28 June 2018 | Written by La redazione

A new project, In Codice Ratio, wants to use the latest findings in Artificial Intelligence to read and transcribe the documents kept in the Vatican Secret Archives and make them available for research. With the help of a group of high school students.

Eighty-five kilometers of shelves containing the history of the last twelve centuries: going through them, you can find the papal bull that excommunicated Martin Luther, the request for help that Mary Queen of Scots sent to Pope Sixtus V before being executed, and even a request of annulment of marriage by Henry VIII. The Vatican Secret Archives is an inestimable treasure that risks, however, to remain inaccessible to most.

In fact, of the several kilometers of the Archive, only a very small part has been scanned and made available online, and even less material has been transcribed into computer text and made searchable. Basically, to consult these documents you need to travel to Rome, access the Vatican Secret Archives and browse every single page by hand.

Soon, however, a solution could be offered by a very innovative – don’t let the Latin name fool you – project: In Codice Ratio. The project was created in collaboration with a group of researchers at the University of Roma Tre and, if it were to succeed, it could be the solution for the transcription and usability of many other documents in historical archives all over the world. In Codice Ratio, in fact, wants to use artificial intelligence, combining digital image analysis techniques with the already existing optical character recognition software (OCR), to transcribe the texts of the Vatican Secret Archives, often very complex and difficult to read.

The OCR has been used for years to scan books and other printed materials, but isn’t, in fact, able to perform the same operation on handwritten texts, like most of the material contained in the Vatican Secret Archives.

The five researchers who coordinate In Codice Ratio – Paolo Merialdo, Donatella Firmani, Elena Nieddu, Serena Ammirati of the University of Roma Tre and Marco Maiorino of the Vatican Secret Archives – have managed to sidestep this problem thanks to an invention called “jigsaw segmentation“. The team of researchers explained that this system doesn’t separate words in letters but in segments more similar to single strokes of pen, thus allowing to break down the texts into limited portions, such as the pieces of a jigsaw.

To train the system to interpret the aforementioned portions of text, the team used an unusual as well as effective method: students from 24 Italian schools were recruited and, in the last few months, they helped the researchers to build a database containing thousands of examples of characters extrapolated from the manuscripts. Through an online application, and thanks to the support of a group of expert palaeographers, the students involved taught the software the shape of each of the characters of the medieval Latin alphabet. “Initially, the idea of involving high-school students was considered foolish,” said Merialdo, who coordinates In Codice Ratio, in an interview for The Atlantic. “But now the machine is learning thanks to their efforts.
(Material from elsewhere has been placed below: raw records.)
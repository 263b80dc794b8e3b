pub use self::{customer::*, genre::*, movie::*, rental::*};

mod customer;
mod genre;
mod movie;
mod rental;
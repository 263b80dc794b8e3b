use crate::database::{DatabaseConnection, DependOnDatabaseConnection, Transaction};
use crate::entity::{Movie, MovieId, StockDelta};
use crate::KernelError;

#[async_trait::async_trait]
pub trait MovieModifier: 'static + Sync + Send {
    type Transaction: Transaction;
    async fn create(
        &self,
        con: &mut Self::Transaction,
        movie: &Movie,
    ) -> error_stack::Result<(), KernelError>;
    /// Writes everything except `number_in_stock`, which only moves through
    /// [`MovieModifier::adjust_stock`].
    async fn update(
        &self,
        con: &mut Self::Transaction,
        movie: &Movie,
    ) -> error_stack::Result<(), KernelError>;
    async fn delete(
        &self,
        con: &mut Self::Transaction,
        movie_id: &MovieId,
    ) -> error_stack::Result<(), KernelError>;
    /// Atomic compare-and-adjust: applies `delta` only while the counter stays
    /// non-negative. Returns `false` if no row matched.
    async fn adjust_stock(
        &self,
        con: &mut Self::Transaction,
        movie_id: &MovieId,
        delta: StockDelta,
    ) -> error_stack::Result<bool, KernelError>;
}

pub trait DependOnMovieModifier: 'static + Sync + Send + DependOnDatabaseConnection {
    type MovieModifier: MovieModifier<
        Transaction = <Self::DatabaseConnection as DatabaseConnection>::Transaction,
    >;
    fn movie_modifier(&self) -> &Self::MovieModifier;
}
I like that a small and simple contribution by many people can indeed contribute to the solution of a complex problem”.

In order for the software to be able to transcribe the texts, besides being able to read the “jigsaw pieces”, that is the single letters that make up the words, the system has been taught a bit of practical intelligence, or common sense, thanks to the “ingestion” of over 1.5 million Latin tomes.

When tested, by making it transcribe some documents from the Vatican Registers, a more than 18,000-page subset of the Secret Archives consisting of letters to European kings, rulings on legal matters, and other correspondence, the system held up well: even though about a third of the transcribed words contained typos, the software managed to guess 96% of the manuscript letters.
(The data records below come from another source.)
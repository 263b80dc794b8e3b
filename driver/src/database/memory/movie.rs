use kernel::interface::query::MovieQuery;
use kernel::interface::update::MovieModifier;
use kernel::prelude::entity::{Movie, MovieId, StockDelta};
use kernel::KernelError;

use crate::database::memory::{duplicate, FaultTarget, MemoryTransaction};

pub struct MemoryMovieRepository;

#[async_trait::async_trait]
impl MovieQuery for MemoryMovieRepository {
    type Transaction = MemoryTransaction;

    async fn find_all(
        &self,
        con: &mut MemoryTransaction,
    ) -> error_stack::Result<Vec<Movie>, KernelError> {
        con.read(|tables| {
            let mut movies = tables.movies.values().cloned().collect::<Vec<_>>();
            movies.sort_by(|a, b| a.title().as_ref().cmp(b.title().as_ref()));
            movies
        })
    }

    async fn find_by_id(
        &self,
        con: &mut MemoryTransaction,
        id: &MovieId,
    ) -> error_stack::Result<Option<Movie>, KernelError> {
        con.read(|tables| tables.movies.get(id).cloned())
    }
}

#[async_trait::async_trait]
impl MovieModifier for MemoryMovieRepository {
    type Transaction = MemoryTransaction;

    async fn create(
        &self,
        con: &mut MemoryTransaction,
        movie: &Movie,
    ) -> error_stack::Result<(), KernelError> {
        con.mutate(|tables| {
            if tables.movies.contains_key(movie.id()) {
                return Err(duplicate("movie"));
            }
            tables.movies.insert(movie.id().clone(), movie.clone());
            Ok(())
        })?
    }

    async fn update(
        &self,
        con: &mut MemoryTransaction,
        movie: &Movie,
    ) -> error_stack::Result<(), KernelError> {
        con.mutate(|tables| {
            if let Some(stored) = tables.movies.get_mut(movie.id()) {
                let stock = *stored.number_in_stock();
                *stored = movie.clone().reconstruct(|m| m.number_in_stock = stock);
            }
        })
    }

    async fn delete(
        &self,
        con: &mut MemoryTransaction,
        movie_id: &MovieId,
    ) -> error_stack::Result<(), KernelError> {
        con.mutate(|tables| {
            tables.movies.remove(movie_id);
        })
    }

    async fn adjust_stock(
        &self,
        con: &mut MemoryTransaction,
        movie_id: &MovieId,
        delta: StockDelta,
    ) -> error_stack::Result<bool, KernelError> {
        con.write(FaultTarget::AdjustStock, |tables| {
            let Some(stored) = tables.movies.get_mut(movie_id) else {
                return false;
            };
            match stored.number_in_stock().apply(delta) {
                Some(stock) => {
                    *stored = stored.clone().reconstruct(|m| m.number_in_stock = stock);
                    true
                }
                None => false,
            }
        })
        .await
    }
}

#[cfg(test)]
mod test {
    use kernel::interface::database::DatabaseConnection;
    use kernel::interface::query::MovieQuery;
    use kernel::interface::update::MovieModifier;
    use kernel::prelude::entity::{
        DailyRentalRate, Genre, GenreId, GenreName, Movie, MovieId, MovieTitle, NumberInStock,
        StockDelta,
    };
    use kernel::KernelError;
    use uuid::Uuid;

    use crate::database::{MemoryDatabase, MemoryMovieRepository};

    fn movie(stock: i32) -> Movie {
        Movie::new(
            MovieId::new(Uuid::new_v4()),
            MovieTitle::new("title"),
            Genre::new(GenreId::new(Uuid::new_v4()), GenreName::new("genre")),
            DailyRentalRate::new(2),
            NumberInStock::new(stock),
        )
    }

    #[tokio::test]
    async fn stock_never_goes_negative() -> error_stack::Result<(), KernelError> {
        let db = MemoryDatabase::new();
        let mut con = db.transact().await?;
        let movie = movie(1);
        MemoryMovieRepository.create(&mut con, &movie).await?;

        let decrement = MemoryMovieRepository
            .adjust_stock(&mut con, movie.id(), StockDelta::Decrement)
            .await?;
        assert!(decrement);
        let decrement = MemoryMovieRepository
            .adjust_stock(&mut con, movie.id(), StockDelta::Decrement)
            .await?;
        assert!(!decrement);

        let found = MemoryMovieRepository.find_by_id(&mut con, movie.id()).await?;
        assert_eq!(found.map(|m| *m.number_in_stock()), Some(NumberInStock::new(0)));
        Ok(())
    }

    #[tokio::test]
    async fn adjusting_missing_movie_matches_nothing() -> error_stack::Result<(), KernelError> {
        let db = MemoryDatabase::new();
        let mut con = db.transact().await?;
        let id = MovieId::new(Uuid::new_v4());
        let increment = MemoryMovieRepository
            .adjust_stock(&mut con, &id, StockDelta::Increment)
            .await?;
        assert!(!increment);
        Ok(())
    }

    #[tokio::test]
    async fn update_leaves_stock_alone() -> error_stack::Result<(), KernelError> {
        let db = MemoryDatabase::new();
        let mut con = db.transact().await?;
        let movie = movie(4);
        MemoryMovieRepository.create(&mut con, &movie).await?;

        let edited = movie.clone().reconstruct(|m| {
            m.title = MovieTitle::new("renamed");
            m.number_in_stock = NumberInStock::new(100);
        });
        MemoryMovieRepository.update(&mut con, &edited).await?;

        let found = MemoryMovieRepository
            .find_by_id(&mut con, movie.id())
            .await?
            .expect("created");
        assert_eq!(found.title(), &MovieTitle::new("renamed"));
        assert_eq!(found.number_in_stock(), &NumberInStock::new(4));
        Ok(())
    }
}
A promising result, that, as explained by the historian of philosophy and paleographer Rega Wood, still has its limits: “The problems will arise for manuscripts that are not professionally written but copied by nonprofessionals”; also, in cases where there’s only a small sample size of material to work with, “it is not only more accurate, but just as quick to make transcriptions without such technology”.

It’s certain, anyway, that, like all artificial intelligences, the margins of improvement are very wide and In Codice Ratio will have the opportunity to improve over time. In the meantime, experts agree that the technology made available by the system, or the jigsaw segmentation combined with software training through crowdsourcing, can easily be adapted to read texts in other languages and other scripts.

We just have to wait and see what secrets In Codice Ratio will be able to unveil.